Au Québec, les chiffres sont tout aussi inquiétants. Le syndrome du museau blanc est présent dans tout l’Ouest de la province, et ce, jusqu’à Chibougamau dans le Nord. Pour le moment, aucune mention n’a été rapportée sur la Côte-Nord et en Gaspésie.

Plusieurs mines et grottes qui abritaient des populations de milliers de chauves-souris durant l’hiver ont été touchées. Aujourd’hui, on compte généralement moins d’une trentaine de chauves-souris par site et, dans certains cas, elles ont même toutes disparues.

Sensibilisation

La protection et la mise en valeur de la chauve-souris fait partie de la mission du Parc de la caverne du Trou de la Fée.

« Nos guides ont ajusté leur discours en fonction du phénomène et parlent de la maladie qui affecte la colonie. La chauve-souris fait comme partie de notre mission et elle aura toujours une place importante sur le site », soutient Gerry Desmeules.

Le Centre d'interprétation de la chauve-souris, au premier étage du pavillon d'accueil demeure pleinement opérationnel. Cependant, en raison de la situation qui frappe la colonie, il n'y a plus de chauve-souris en captivité pour présenter aux visiteurs.

« On va accentuer notre travail sur la sensibilisation envers ce petit mammifère. Il a une très grande importance. Par exemple, une seule chauve-souris mange quelque 400 insectes par jour.
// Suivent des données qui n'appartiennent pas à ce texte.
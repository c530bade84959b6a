//! Round-trip validation for rendered templates
//!
//! A tree captured with trivia must render back to its exact source text.
//! This module renders a tree, compares the result with the source, and
//! locates the first divergence so a broken writer can be found quickly.
//!
//! It also scans rendered text for delimiter problems: a `{{` opened while
//! already in code, a close with no open, or a code region left open.
//!
//! # Example
//!
//! ```rust
//! use stencil_core::cst::builder::{WithTrivia, document, expr, ident, ws};
//! use stencil_core::cst::round_trip::RoundTripValidator;
//!
//! let tree = document(vec![
//!     expr(ident("name").with_after(vec![ws(" ")])).with_before(vec![ws(" ")]),
//! ]);
//!
//! let result = RoundTripValidator::new()
//!     .validate_round_trip(&tree, "{{ name }}")
//!     .unwrap();
//! assert!(result.is_valid());
//! ```

use super::node::SyntaxNode;
use super::renderer::{RenderOptions, render_to_string};
use crate::Result;
use std::fmt;
use tracing::debug;

/// How much text is quoted on each side of a divergence
const SNIPPET_LEN: usize = 20;

/// Result of a round-trip validation
#[derive(Debug, Clone, PartialEq)]
pub struct ValidationResult {
    /// Whether the rendered text matched
    pub is_valid: bool,
    /// Text the tree was expected to render to
    pub original: String,
    /// Text the tree actually rendered to
    pub rendered: String,
    /// First divergence between the two (if any)
    pub differences: Vec<TextDifference>,
    /// Delimiter problems found in the rendered text
    pub delimiter_issues: Vec<DelimiterIssue>,
}

impl ValidationResult {
    /// Check if the round-trip validation passed
    pub fn is_valid(&self) -> bool {
        self.is_valid
    }

    /// Human readable summary of every problem
    pub fn issues(&self) -> Vec<String> {
        self.differences
            .iter()
            .map(ToString::to_string)
            .chain(self.delimiter_issues.iter().map(ToString::to_string))
            .collect()
    }
}

/// Types of text differences
#[derive(Debug, Clone, Copy, PartialEq, Eq)]
pub enum DifferenceKind {
    /// Rendered text stops before the source does
    Missing,
    /// Rendered text continues past the end of the source
    Extra,
    /// Both continue but with different characters
    Changed,
}

/// Where and how rendered text first diverges from its source
#[derive(Debug, Clone, PartialEq)]
pub struct TextDifference {
    pub kind: DifferenceKind,
    /// Byte offset of the divergence
    pub offset: usize,
    /// 1-based line
    pub line: usize,
    /// 1-based column, in characters
    pub column: usize,
    pub expected: Option<String>,
    pub actual: Option<String>,
}

impl fmt::Display for TextDifference {
    fn fmt(&self, f: &mut fmt::Formatter<'_>) -> fmt::Result {
        let describe = |text: &Option<String>| match text {
            Some(text) => format!("{text:?}"),
            None => "end of text".to_string(),
        };
        write!(
            f,
            "{}:{}: expected {}, rendered {}",
            self.line,
            self.column,
            describe(&self.expected),
            describe(&self.actual)
        )
    }
}

/// A delimiter that breaks text/code alternation
#[derive(Debug, Clone, PartialEq, Eq)]
pub struct DelimiterIssue {
    pub offset: usize,
    pub line: usize,
    pub column: usize,
    pub description: String,
}

impl fmt::Display for DelimiterIssue {
    fn fmt(&self, f: &mut fmt::Formatter<'_>) -> fmt::Result {
        write!(f, "{}:{}: {}", self.line, self.column, self.description)
    }
}

/// Round-trip validator for template trees
#[derive(Debug, Clone, Default)]
pub struct RoundTripValidator {
    options: RenderOptions,
}

impl RoundTripValidator {
    /// Create a new round-trip validator with default options
    pub fn new() -> Self {
        Self::default()
    }

    /// Create a new round-trip validator with custom render options
    pub fn with_options(options: RenderOptions) -> Self {
        Self { options }
    }

    /// Render `tree` and compare it with the source it was captured from
    ///
    /// Delimiter issues are reported for information only; a tree whose
    /// source text was itself irregular still round-trips.
    pub fn validate_round_trip(
        &self,
        tree: &dyn SyntaxNode,
        source: &str,
    ) -> Result<ValidationResult> {
        let rendered = render_to_string(tree, &self.options)?;
        let differences: Vec<_> = first_difference(source, &rendered).into_iter().collect();
        let delimiter_issues = check_delimiters(&rendered);

        debug!(
            valid = differences.is_empty(),
            delimiter_issues = delimiter_issues.len(),
            "Validated round trip"
        );

        Ok(ValidationResult {
            is_valid: differences.is_empty(),
            original: source.to_string(),
            rendered,
            differences,
            delimiter_issues,
        })
    }

    /// Render `tree` and require its output to be well delimited
    ///
    /// Nothing is compared; `original` and `rendered` both hold the output.
    pub fn validate_well_formed(&self, tree: &dyn SyntaxNode) -> Result<ValidationResult> {
        let rendered = render_to_string(tree, &self.options)?;
        let delimiter_issues = check_delimiters(&rendered);

        debug!(
            delimiter_issues = delimiter_issues.len(),
            "Validated delimiters"
        );

        Ok(ValidationResult {
            is_valid: delimiter_issues.is_empty(),
            original: rendered.clone(),
            rendered,
            differences: Vec::new(),
            delimiter_issues,
        })
    }

    /// Check that re-rendering is a fixed point
    ///
    /// `synthesized` is rendered first. `reparsed` is the tree captured from
    /// that output, and it must render back to it byte for byte.
    pub fn validate_idempotence(
        &self,
        synthesized: &dyn SyntaxNode,
        reparsed: &dyn SyntaxNode,
    ) -> Result<ValidationResult> {
        let first = render_to_string(synthesized, &self.options)?;
        let mut result = self.validate_round_trip(reparsed, &first)?;
        result.is_valid = result.is_valid && result.delimiter_issues.is_empty();
        Ok(result)
    }
}

/// Locate the first divergence between `expected` and `actual`
pub fn first_difference(expected: &str, actual: &str) -> Option<TextDifference> {
    let offset = expected
        .char_indices()
        .zip(actual.chars())
        .find(|&((_, a), b)| a != b)
        .map(|((offset, _), _)| offset)
        .unwrap_or_else(|| expected.len().min(actual.len()));

    let expected_rest = &expected[offset..];
    let actual_rest = &actual[offset..];
    let kind = match (expected_rest.is_empty(), actual_rest.is_empty()) {
        (true, true) => return None,
        (false, true) => DifferenceKind::Missing,
        (true, false) => DifferenceKind::Extra,
        (false, false) => DifferenceKind::Changed,
    };

    let (line, column) = line_column(expected, offset);
    Some(TextDifference {
        kind,
        offset,
        line,
        column,
        expected: snippet(expected_rest),
        actual: snippet(actual_rest),
    })
}

/// Scan text for delimiter problems, honoring escape levels and string literals
pub fn check_delimiters(text: &str) -> Vec<DelimiterIssue> {
    let bytes = text.as_bytes();
    let mut issues = Vec::new();
    // (offset, escape level) of the open code region
    let mut open: Option<(usize, usize)> = None;
    let mut quote: Option<u8> = None;
    let mut index = 0;

    while index < bytes.len() {
        match open {
            None => {
                if let Some((level, len)) = match_delimiter(bytes, index, b'{') {
                    open = Some((index, level));
                    index += len;
                    continue;
                }
                if let Some((_, len)) = match_delimiter(bytes, index, b'}') {
                    issues.push(issue(text, index, "closing delimiter outside of a code region"));
                    index += len;
                    continue;
                }
            }
            Some((_, level)) => {
                // Escape blocks are verbatim up to their own closing delimiter
                if level == 0 {
                    if let Some(q) = quote {
                        if bytes[index] == b'\\' {
                            index += 2;
                            continue;
                        }
                        if bytes[index] == q {
                            quote = None;
                        }
                        index += 1;
                        continue;
                    }
                    if matches!(bytes[index], b'"' | b'\'' | b'`') {
                        quote = Some(bytes[index]);
                        index += 1;
                        continue;
                    }
                }

                if let Some((close_level, len)) = match_delimiter(bytes, index, b'}')
                    && close_level == level
                {
                    open = None;
                    index += len;
                    continue;
                }

                if level == 0
                    && let Some((_, len)) = match_delimiter(bytes, index, b'{')
                {
                    issues.push(issue(text, index, "code region opened inside a code region"));
                    index += len;
                    continue;
                }
            }
        }
        index += 1;
    }

    if let Some((start, _)) = open {
        let description = if quote.is_some() {
            "code region is never closed (unterminated string literal)"
        } else {
            "code region is never closed"
        };
        issues.push(issue(text, start, description));
    }

    issues
}

/// Match `brace`, any number of `%`, `brace` at `at`; returns (level, length)
fn match_delimiter(bytes: &[u8], at: usize, brace: u8) -> Option<(usize, usize)> {
    if bytes.get(at) != Some(&brace) {
        return None;
    }
    let mut end = at + 1;
    while bytes.get(end) == Some(&b'%') {
        end += 1;
    }
    (bytes.get(end) == Some(&brace)).then(|| (end - at - 1, end - at + 1))
}

fn issue(text: &str, offset: usize, description: &str) -> DelimiterIssue {
    let (line, column) = line_column(text, offset);
    DelimiterIssue {
        offset,
        line,
        column,
        description: description.to_string(),
    }
}

fn line_column(text: &str, offset: usize) -> (usize, usize) {
    let before = &text[..offset];
    let line = before.matches('\n').count() + 1;
    let line_start = before.rfind('\n').map_or(0, |i| i + 1);
    (line, before[line_start..].chars().count() + 1)
}

fn snippet(rest: &str) -> Option<String> {
    (!rest.is_empty()).then(|| rest.chars().take(SNIPPET_LEN).collect())
}
impl SyntaxNode for Document {
    fn is_container(&self) -> bool {
        true
    }

    fn trivia(&self) -> Option<&TriviaBundle> {
        self.trivia.as_ref()
    }

    fn write_content(&self, renderer: &mut Renderer<'_>) -> Result<()> {
        for child in &self.children {
            renderer.write(child)?;
        }
        Ok(())
    }

    fn label(&self) -> &'static str {
        "document"
    }
}

/// Statements of a block construct's body
#[derive(Debug, Clone, Default, PartialEq, Serialize, Deserialize)]
pub struct Block {
    pub statements: Vec<Node>,
    #[serde(default, skip_serializing_if = "Option::is_none")]
    pub trivia: Option<TriviaBundle>,
}

impl SyntaxNode for Block {
    fn is_container(&self) -> bool {
        true
    }

    fn trivia(&self) -> Option<&TriviaBundle> {
        self.trivia.as_ref()
    }

    fn write_content(&self, renderer: &mut Renderer<'_>) -> Result<()> {
        for statement in &self.statements {
            renderer.write(statement)?;
        }
        Ok(())
    }

    fn label(&self) -> &'static str {
        "block"
    }
}

/// Literal text between code regions
///
/// Whitespace removed by a `~` strip marker is kept as trivia, so
/// `Hi {{~ x }}` is the text `Hi` with a trailing whitespace item.
#[derive(Debug, Clone, Default, PartialEq, Serialize, Deserialize)]
pub struct RawText {
    pub text: String,
    #[serde(default, skip_serializing_if = "Option::is_none")]
    pub trivia: Option<TriviaBundle>,
}

impl SyntaxNode for RawText {
    fn is_raw_text(&self) -> bool {
        true
    }

    fn is_statement(&self) -> bool {
        true
    }

    fn trivia(&self) -> Option<&TriviaBundle> {
        self.trivia.as_ref()
    }

    fn write_content(&self, renderer: &mut Renderer<'_>) -> Result<()> {
        renderer.write_text(&self.text)
    }

    fn label(&self) -> &'static str {
        "raw text"
    }
}

/// Verbatim text wrapped in escape delimiters: `{%{ ... }%}`
#[derive(Debug, Clone, PartialEq, Serialize, Deserialize)]
pub struct EscapeBlock {
    /// Number of `%` in each delimiter
    #[serde(default = "default_escape_level")]
    pub level: usize,
    pub text: String,
    #[serde(default, skip_serializing_if = "Option::is_none")]
    pub trivia: Option<TriviaBundle>,
}

fn default_escape_level() -> usize {
    1
}

impl SyntaxNode for EscapeBlock {
    fn is_raw_text(&self) -> bool {
        true
    }

    fn is_statement(&self) -> bool {
        true
    }

    fn trivia(&self) -> Option<&TriviaBundle> {
        self.trivia.as_ref()
    }

    fn write_content(&self, renderer: &mut Renderer<'_>) -> Result<()> {
        // Level 0 would open a plain code region
        if self.level == 0 {
            return Err(StencilError::structural(
                "escape block needs an escape level of at least 1",
            ));
        }
        renderer.write_enter_code(self.level)?;
        renderer.write_text(&self.text)?;
        renderer.write_exit_code(self.level)
    }

    fn label(&self) -> &'static str {
        "escape block"
    }
}

/// An expression evaluated for its output: `{{ name }}`
#[derive(Debug, Clone, PartialEq, Serialize, Deserialize)]
pub struct ExpressionStatement {
    pub expression: Box<Node>,
    #[serde(default, skip_serializing_if = "Option::is_none")]
    pub trivia: Option<TriviaBundle>,
}

impl SyntaxNode for ExpressionStatement {
    fn is_statement(&self) -> bool {
        true
    }

    fn trivia(&self) -> Option<&TriviaBundle> {
        self.trivia.as_ref()
    }

    fn write_content(&self, renderer: &mut Renderer<'_>) -> Result<()> {
        renderer.write(&*self.expression)?;
        renderer.expect_end_of_statement();
        Ok(())
    }

    fn label(&self) -> &'static str {
        "expression statement"
    }
}

/// `for <variable> in <iterable> ... end`
#[derive(Debug, Clone, PartialEq, Serialize, Deserialize)]
pub struct ForStatement {
    pub variable: Box<Node>,
    pub iterable: Box<Node>,
    pub body: Block,
    #[serde(default, skip_serializing_if = "Option::is_none")]
    pub end: Option<Vec<TriviaItem>>,
    #[serde(default, skip_serializing_if = "Option::is_none")]
    pub trivia: Option<TriviaBundle>,
}

impl SyntaxNode for ForStatement {
    fn is_loop_statement(&self) -> bool {
        true
    }

    fn is_statement(&self) -> bool {
        true
    }

    fn trivia(&self) -> Option<&TriviaBundle> {
        self.trivia.as_ref()
    }

    fn closing_keyword(&self) -> ClosingKeyword<'_> {
        closing(&self.end)
    }

    fn write_content(&self, renderer: &mut Renderer<'_>) -> Result<()> {
        renderer.write_text("for")?;
        renderer.expect_space();
        renderer.write(&*self.variable)?;
        renderer.expect_space();
        renderer.write_token("in")?;
        renderer.expect_space();
        renderer.write(&*self.iterable)?;
        renderer.expect_end_of_statement();
        renderer.write(&self.body)
    }

    fn label(&self) -> &'static str {
        "for statement"
    }
}

/// `while <condition> ... end`
#[derive(Debug, Clone, PartialEq, Serialize, Deserialize)]
pub struct WhileStatement {
    pub condition: Box<Node>,
    pub body: Block,
    #[serde(default, skip_serializing_if = "Option::is_none")]
    pub end: Option<Vec<TriviaItem>>,
    #[serde(default, skip_serializing_if = "Option::is_none")]
    pub trivia: Option<TriviaBundle>,
}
Ça l'a un impact direct sur l'agriculture, réduisant la quantité d'insecticides utilisée », avance le directeur général.

Le site du Trou de la fée constitue un environnement idéal pour le suivi d'une colonie de chauve-souris. Elles quittent la caverne au mois de mai et reviennent à l'automne pour y préparer leur hibernation. C'est certain que le décompte automnal donnera une bonne idée de la situation.

« Cependant, il faut tenir compte du fait que les femelles n'ont qu'un petit par année. Quand le champignon sera enrayé, il faudra donc plusieurs années pour revenir à une colonie autour de 400 spécimens », de conclure Gerry Desmeules.

Rappelons qu'au Québec, il existe 8 espèces de chauves-souris dont trois d’entres elles migrent vers le sud en hiver); elles chassent et se dirigent par écholocalisation; elles ne sont pas aveugles; elles peuvent vivre jusqu’à 30 ans; elles atteignent de 21 à 42 cm à maturité selon les espèces (d’un bout de l’aile à l’autre); elles ont un ou deux bébés par année; c’est le seul mammifère au monde à être capable de voler.

Les chauves-souris du Québec sont insectivores. Elles peuvent capturer de 500 à 1000 insectes à l’heure. Ce petit mammifère nocturne a donc un rôle important à jouer dans la chaîne alimentaire, car il est le seul à pouvoir contrôler certains groupes d’insectes nocturnes, dont certains sont nuisibles à l’agriculture ou à la forêt. Le service rendu à l’agriculture est évalué à 3,7 milliards de dollars par année en Amérique du Nord.